The agency asked for more information on data designed to support the clinical utility of Afrezza, as well as information about how comparable the commercial version of the product is to the version used in clinical trials.

The FDA also asked for a safety update, but did not ask for additional clinical trials or cite safety concerns.

Still, MannKind said on the call that it does not know if the FDA will require periodic lung function tests -- something than contributed to the failure of Exubera, an inhaled insulin product developed by Pfizer Inc (PFE.N) -- as part of a risk evaluation and mitigation strategy (REMS).

The company said in its annual report that FDA concerns include the risk of pulmonary function decline over time and the risk of respiratory difficulty immediately post-inhalation.

On the conference call, Mann said the pulmonary function decline over two years was “minor.”

It is not clear what the FDA will require, if anything, to address the risk of declining lung function, said Peter Richardson, MannKind’s chief scientific officer. So far, he said, lung function tests have not been part of the company’s discussions with the agency.

    “The focus of the REMS discussion has been preventing use in smokers and people with chronic lung disease,” he said.

    The company said it does not expect the issues raised in the FDA letter to affect its ability to launch the product by 2011. Nor should they hurt the company’s ability to find a partner, Mann said.

    MannKind has been searching for a partner for some time to help finance the launch of Afrezza. Last year, it was close to an agreement with a big drugmaker, but concerns that the FDA could impose onerous safety warnings or require new clinical trials weighed on the value placed on MannKind, Mann said.

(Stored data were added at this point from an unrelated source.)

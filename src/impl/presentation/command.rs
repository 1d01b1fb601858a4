/// Chat command recognized by the bot.
#[derive(Debug, Clone, PartialEq, Eq)]
pub enum Command {
    Start,
    /// Reply with the id and title of the invoking chat.
    ChatId,
    /// Daily summary; optional `YYYY-MM-DD` argument.
    Summary(Option<String>),
    /// Monthly summary; optional `YYYY-MM` argument.
    Month(Option<String>),
    /// Administrative reset of the payment store.
    Clear,
}

impl Command {
    /// Whether the text is addressed to the command router at all.
    pub fn is_command(text: &str) -> bool {
        text.trim_start().starts_with('/')
    }

    /// Parses `/name[@bot] [argument]`. Returns `None` for plain text, for
    /// unknown commands and for commands addressed to a bot other than
    /// `bot_username` (compared case-insensitively, leading `@` optional).
    /// Without a configured username every mention is accepted.
    pub fn parse(text: &str, bot_username: Option<&str>) -> Option<Command> {
        let rest = text.trim().strip_prefix('/')?;
        let (head, arg) = match rest.split_once(char::is_whitespace) {
            Some((head, arg)) => (head, Some(arg.trim())),
            None => (rest, None),
        };
        let (name, mention) = match head.split_once('@') {
            Some((name, mention)) => (name, Some(mention)),
            None => (head, None),
        };
        if let (Some(mention), Some(username)) = (mention, bot_username) {
            if !mention.eq_ignore_ascii_case(username.trim_start_matches('@')) {
                return None;
            }
        }
        let arg = arg.filter(|a| !a.is_empty()).map(str::to_string);
        match name.to_ascii_lowercase().as_str() {
            "start" => Some(Command::Start),
            "chatid" => Some(Command::ChatId),
            "summary" => Some(Command::Summary(arg)),
            "month" => Some(Command::Month(arg)),
            "clear" => Some(Command::Clear),
            _ => None,
        }
    }
}
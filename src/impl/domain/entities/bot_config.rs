use std::{collections::HashSet, path::PathBuf};

use chrono::NaiveTime;
use iso_currency::Currency;

use super::chat::{ChatId, UserId};

/// Currencies recognized when no explicit set is configured.
pub const DEFAULT_CURRENCIES: [Currency; 2] = [Currency::USD, Currency::KHR];

/// Process-wide settings: the fixed source/sink topology, the administrative
/// allow-list and the closed set of accepted currencies.
#[derive(Debug, Clone)]
pub struct BotConfig {
    /// Only messages from this chat are treated as payment notifications.
    pub main_chat_id: ChatId,
    /// Reports and administrative notices are published here.
    pub summary_chat_id: ChatId,
    pub admin_user_ids: HashSet<UserId>,
    pub currencies: Vec<Currency>,
    pub database_path: PathBuf,
    /// Local time at which the daily summary is published, if enabled.
    pub daily_summary_at: Option<NaiveTime>,
    /// Commands mentioning any other bot (`/clear@other_bot`) are ignored.
    pub bot_username: Option<String>,
}

// --

impl BotConfig {
    pub fn new(
        main_chat_id: ChatId,
        summary_chat_id: ChatId,
        database_path: impl Into<PathBuf>,
    ) -> Self {
        Self {
            main_chat_id,
            summary_chat_id,
            admin_user_ids: HashSet::new(),
            currencies: DEFAULT_CURRENCIES.to_vec(),
            database_path: database_path.into(),
            daily_summary_at: None,
            bot_username: None,
        }
    }

    pub fn with_admins(mut self, admins: impl IntoIterator<Item = UserId>) -> Self {
        self.admin_user_ids.extend(admins);
        self
    }

    pub fn with_currencies(mut self, currencies: impl IntoIterator<Item = Currency>) -> Self {
        self.currencies = currencies.into_iter().collect();
        self
    }

    pub fn with_daily_summary_at(mut self, at: NaiveTime) -> Self {
        self.daily_summary_at = Some(at);
        self
    }

    pub fn with_bot_username(mut self, username: impl Into<String>) -> Self {
        self.bot_username = Some(username.into());
        self
    }

    pub fn is_admin(&self, user_id: UserId) -> bool {
        self.admin_user_ids.contains(&user_id)
    }
}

    The fact that no new trials were requested in the FDA’s letter has reignited interest from potential partners, he said.

    Afrezza, previously known as Afresa, is designed to deliver more effective, rapid-acting insulin than injectable products such as Eli Lilly & Co’s (LLY.N) Humalog and Novo Nordisk’s (NOVOb.CO) NovoLog.

    Mannkind said the questions raised in the FDA’s letter about the need for more information to support clinical utility refer to how the product would be positioned in the market and which patient population group would be best served.

    MannKind’s shares fell 2.7 percent to $7.68 in afternoon trading on Nasdaq. Earlier in the day they fell as low as $7.36. (Reporting by Toni Clarke. Editing by Robert MacMillan)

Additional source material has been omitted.